• [ACTIVITY] Collect from the data below each line with "surface".

==== INPUT DATA

//! Rendering: turns the exposed scene into calls on a [`RenderBackend`].
//!
//! The core decides *what* to draw and *where*; the backend owns the
//! rasterization API. Drawing never mutates scene state. The only mutable
//! input is the [`PathCache`], which holds per-object draw plans keyed by
//! object id and invalidated when an object's revision changes.
//!
//! Draw order for a frame:
//! 1. clear
//! 2. onion-skin ghost frames (alpha-faded, beneath everything)
//! 3. the frame's layers, bottom first, objects in paint order
//! 4. overlay objects (live brush/shape preview)
//! 5. selection box and handles

#[cfg(test)]
#[path = "render_test.rs"]
mod render_test;

use std::collections::HashMap;

use crate::consts::{HANDLE_SIZE, ROTATE_HANDLE_DRAW_RADIUS};
use crate::doc::{Color, ObjectBody, ObjectId, SceneObject, ShapeKind};
use crate::geom::Point;
use crate::hit::{Corner, VisualBox};
use crate::timeline::Timeline;

/// Selection outline and handle stroke color.
pub const SELECTION_COLOR: Color = Color::rgb(0x1e, 0x90, 0xff);

/// Selection handle fill.
pub const HANDLE_FILL: Color = Color::rgb(0xff, 0xff, 0xff);

/// Selection dash segment length.
const SELECTION_DASH: f64 = 4.0;

/// Line style for stroked primitives. Caps and joins are always round.
#[derive(Debug, Clone, Copy, PartialEq)]
pub struct Pen {
    pub color: Color,
    pub width: f64,
    /// Dash and gap length; `None` for a solid line.
    pub dash: Option<f64>,
}

impl Pen {
    #[must_use]
    pub fn solid(color: Color, width: f64) -> Self {
        Self { color, width, dash: None }
    }

    #[must_use]
    pub fn dashed(color: Color, width: f64, dash: f64) -> Self {
        Self { color, width, dash: Some(dash) }
    }
}

/// The drawing surface the core renders through.
///
/// Transform calls compose with the current transform; `save`/`restore`
/// bracket them together with alpha. `begin_isolated`/`end_isolated` bracket
/// one object that carries eraser masks: everything drawn in between lands
/// on a scratch surface, so `erase_ellipse` only cuts that object, and the
/// result is composited onto the target at `end_isolated`.
pub trait RenderBackend {
    type Error;

    fn clear(&mut self, width: f64, height: f64) -> Result<(), Self::Error>;
    fn save(&mut self) -> Result<(), Self::Error>;
    fn restore(&mut self) -> Result<(), Self::Error>;
    fn translate(&mut self, x: f64, y: f64) -> Result<(), Self::Error>;
    fn rotate(&mut self, angle: f64) -> Result<(), Self::Error>;
    fn scale(&mut self, sx: f64, sy: f64) -> Result<(), Self::Error>;
    /// Set the global alpha, in `[0, 1]`.
    fn set_alpha(&mut self, alpha: f64) -> Result<(), Self::Error>;
    /// Open polyline. A single point draws a dot.
    fn stroke_path(&mut self, points: &[Point], pen: &Pen) -> Result<(), Self::Error>;
    fn stroke_rect(&mut self, x: f64, y: f64, width: f64, height: f64, pen: &Pen) -> Result<(), Self::Error>;
    fn stroke_ellipse(&mut self, center: Point, radius_x: f64, radius_y: f64, pen: &Pen) -> Result<(), Self::Error>;
    fn fill_rect(&mut self, x: f64, y: f64, width: f64, height: f64, color: Color) -> Result<(), Self::Error>;
    fn fill_circle(&mut self, center: Point, radius: f64, color: Color) -> Result<(), Self::Error>;
    /// Subtract an ellipse from what has been drawn so far.
    fn erase_ellipse(&mut self, center: Point, radius_x: f64, radius_y: f64) -> Result<(), Self::Error>;
    fn begin_isolated(&mut self) -> Result<(), Self::Error>;
    fn end_isolated(&mut self) -> Result<(), Self::Error>;
}

// =============================================================
// Draw plans and cache
// =============================================================

/// One local-space drawing step of an object.
#[derive(Debug, Clone, PartialEq)]
pub enum Primitive {
    Path(Vec<Point>),
    Rect { x: f64, y: f64, width: f64, height: f64 },
    Ellipse { center: Point, radius_x: f64, radius_y: f64 },
    Erase { center: Point, radius_x: f64, radius_y: f64 },
}

/// Local-space primitives for a stroke or shape, valid for one revision.
#[derive(Debug, Clone, PartialEq)]
pub struct DrawPlan {
    pub revision: u64,
    pub primitives: Vec<Primitive>,
}

impl DrawPlan {
    /// Plan for `obj`; `None` for objects drawn without a transform (fills).
    #[must_use]
    pub fn build(obj: &SceneObject) -> Option<Self> {
        let mut primitives = match &obj.body {
            ObjectBody::Stroke(stroke) => vec![Primitive::Path(stroke.points.clone())],
            ObjectBody::Shape(shape) => {
                let (a, b) = (shape.start, shape.end);
                let prim = match shape.kind {
                    ShapeKind::Line => Primitive::Path(vec![a, b]),
                    ShapeKind::Rect => Primitive::Rect {
                        x: a.x.min(b.x),
                        y: a.y.min(b.y),
                        width: (b.x - a.x).abs(),
                        height: (b.y - a.y).abs(),
                    },
                    ShapeKind::Circle => Primitive::Ellipse {
                        center: Point::new((a.x + b.x) / 2.0, (a.y + b.y) / 2.0),
                        radius_x: (b.x - a.x).abs() / 2.0,
                        radius_y: (b.y - a.y).abs() / 2.0,
                    },
                };
                vec![prim]
            }
            ObjectBody::Fill(_) => return None,
        };
        // Masks share the local frame of the geometry they were cut from.
        primitives.extend(obj.masks().iter().map(|m| Primitive::Erase {
            center: Point::new(m.x, m.y),
            radius_x: m.radius_x,
            radius_y: m.radius_y,
        }));
        Some(Self { revision: obj.revision, primitives })
    }

    #[must_use]
    pub fn has_erase(&self) -> bool {
        self.primitives.iter().any(|p| matches!(p, Primitive::Erase { .. }))
    }
}

#[derive(Debug)]
struct CacheEntry {
    plan: DrawPlan,
    used: bool,
}

/// Draw plans keyed by object id. Stale revisions are rebuilt on lookup;
/// entries not looked up since the previous [`PathCache::sweep`] are dropped
/// by the next one.
#[derive(Debug, Default)]
pub struct PathCache {
    entries: HashMap<ObjectId, CacheEntry>,
}

impl PathCache {
    #[must_use]
    pub fn new() -> Self {
        Self::default()
    }

    #[must_use]
    pub fn len(&self) -> usize {
        self.entries.len()
    }

    #[must_use]
    pub fn is_empty(&self) -> bool {
        self.entries.is_empty()
    }

    /// The cached plan for `obj`, rebuilt if its revision moved on.
    pub fn plan(&mut self, obj: &SceneObject) -> Option<&DrawPlan> {
        if !obj.is_transformable() {
            return None;
        }
        let entry = match self.entries.entry(obj.id) {
            std::collections::hash_map::Entry::Occupied(slot) => {
                let entry = slot.into_mut();
                if entry.plan.revision != obj.revision {
                    entry.plan = DrawPlan::build(obj)?;
                }
                entry
            }
            std::collections::hash_map::Entry::Vacant(slot) => {
                slot.insert(CacheEntry { plan: DrawPlan::build(obj)?, used: false })
            }
        };
        entry.used = true;
        Some(&entry.plan)
    }

    /// Drop entries unused since the last sweep. Returns how many were dropped.
    pub fn sweep(&mut self) -> usize {
        let before = self.entries.len();
        self.entries.retain(|_, entry| std::mem::take(&mut entry.used));
        before - self.entries.len()
    }
}

// =============================================================
// Scene
// =============================================================

/// Everything beyond the timeline that one render pass needs.
#[derive(Debug, Clone, Copy)]
pub struct SceneView<'a> {
    pub width: f64,
    pub height: f64,
    pub frame: usize,
    /// Ghost frames and their alpha, drawn beneath the frame.
    pub ghosts: &'a [(usize, f64)],
    /// Uncommitted objects drawn on top, e.g. the live brush preview.
    pub overlay: &'a [SceneObject],
    pub selected: Option<&'a SceneObject>,
}

/// Draw a full frame.
///
/// # Errors
///
/// Propagates the first backend error.
pub fn draw_scene<B: RenderBackend>(
    backend: &mut B,
    timeline: &Timeline,
    view: &SceneView<'_>,
    cache: &mut PathCache,
) -> Result<(), B::Error> {
    backend.clear(view.width, view.height)?;

    for &(ghost, alpha) in view.ghosts {
        draw_frame(backend, timeline, ghost, alpha, cache)?;
    }
    draw_frame(backend, timeline, view.frame, 1.0, cache)?;
    for obj in view.overlay {
        draw_object(backend, obj, 1.0, cache)?;
    }
    if let Some(obj) = view.selected {
        draw_selection(backend, obj)?;
    }

    cache.sweep();
    Ok(())
}

fn draw_frame<B: RenderBackend>(
    backend: &mut B,
    timeline: &Timeline,
    frame: usize,
    alpha: f64,
    cache: &mut PathCache,
) -> Result<(), B::Error> {
    for layer in 0..timeline.layer_count() {
        for obj in timeline.exposed(frame, layer) {
            draw_object(backend, obj, alpha, cache)?;
        }
    }
    Ok(())
}

/// Draw one object with its own opacity multiplied by `alpha`.
///
/// # Errors
///
/// Propagates the first backend error.
pub fn draw_object<B: RenderBackend>(
    backend: &mut B,
    obj: &SceneObject,
    alpha: f64,
    cache: &mut PathCache,
) -> Result<(), B::Error> {
    let opacity = obj.opacity() * alpha;

    if let ObjectBody::Fill(fill) = &obj.body {
        backend.save()?;
        backend.set_alpha(opacity)?;
        backend.fill_rect(fill.position.x, fill.position.y, fill.width, fill.height, fill.color)?;
        return backend.restore();
    }

    let (Some(t), Some(style)) = (obj.transform().copied(), obj.style().copied()) else {
        return Ok(());
    };
    let Some(plan) = cache.plan(obj) else {
        return Ok(());
    };
    let pen = Pen::solid(style.color, style.width);
    let isolated = plan.has_erase();

    if isolated {
        backend.begin_isolated()?;
    }
    backend.save()?;
    backend.translate(t.x, t.y)?;
    backend.rotate(t.rotation)?;
    backend.scale(t.scale_x, t.scale_y)?;
    backend.set_alpha(opacity)?;
    for prim in &plan.primitives {
        match prim {
            Primitive::Path(points) => backend.stroke_path(points, &pen)?,
            Primitive::Rect { x, y, width, height } => backend.stroke_rect(*x, *y, *width, *height, &pen)?,
            Primitive::Ellipse { center, radius_x, radius_y } => {
                backend.stroke_ellipse(*center, *radius_x, *radius_y, &pen)?;
            }
            Primitive::Erase { center, radius_x, radius_y } => backend.erase_ellipse(*center, *radius_x, *radius_y)?,
        }
    }
    backend.restore()?;
    if isolated {
        backend.end_isolated()?;
    }
    Ok(())
}

// =============================================================
// Selection
// =============================================================

/// Dashed visual box, rotate stem and handle, and four corner handles,
/// drawn in the object's rotated frame at constant (unscaled) size.
///
/// # Errors
///
/// Propagates the first backend error.
pub fn draw_selection<B: RenderBackend>(backend: &mut B, obj: &SceneObject) -> Result<(), B::Error> {
    let (Some(vbox), Some(t)) = (VisualBox::of(obj), obj.transform().copied()) else {
        return Ok(());
    };
    let outline = Pen::solid(SELECTION_COLOR, 1.0);

    backend.save()?;
    backend.translate(t.x, t.y)?;
    backend.rotate(t.rotation)?;

    let nw = vbox.corner(Corner::Nw);
    backend.stroke_rect(
        nw.x,
        nw.y,
        vbox.width,
        vbox.height,
        &Pen::dashed(SELECTION_COLOR, 1.0, SELECTION_DASH),
    )?;

    let top = Point::new(vbox.center.x, vbox.center.y - vbox.height / 2.0);
    let knob = vbox.rotate_handle();
    backend.stroke_path(&[top, knob], &outline)?;
    backend.fill_circle(knob, ROTATE_HANDLE_DRAW_RADIUS, HANDLE_FILL)?;
    backend.stroke_ellipse(knob, ROTATE_HANDLE_DRAW_RADIUS, ROTATE_HANDLE_DRAW_RADIUS, &outline)?;

    let half = HANDLE_SIZE / 2.0;
    for corner in Corner::ALL {
        let c = vbox.corner(corner);
        backend.fill_rect(c.x - half, c.y - half, HANDLE_SIZE, HANDLE_SIZE, HANDLE_FILL)?;
        backend.stroke_rect(c.x - half, c.y - half, HANDLE_SIZE, HANDLE_SIZE, &outline)?;
    }

    backend.restore()
}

========

• [FINISHED TASK]
/// The drawing surface the core renders through.
/// on a scratch surface, so `erase_ellipse` only cuts that object, and the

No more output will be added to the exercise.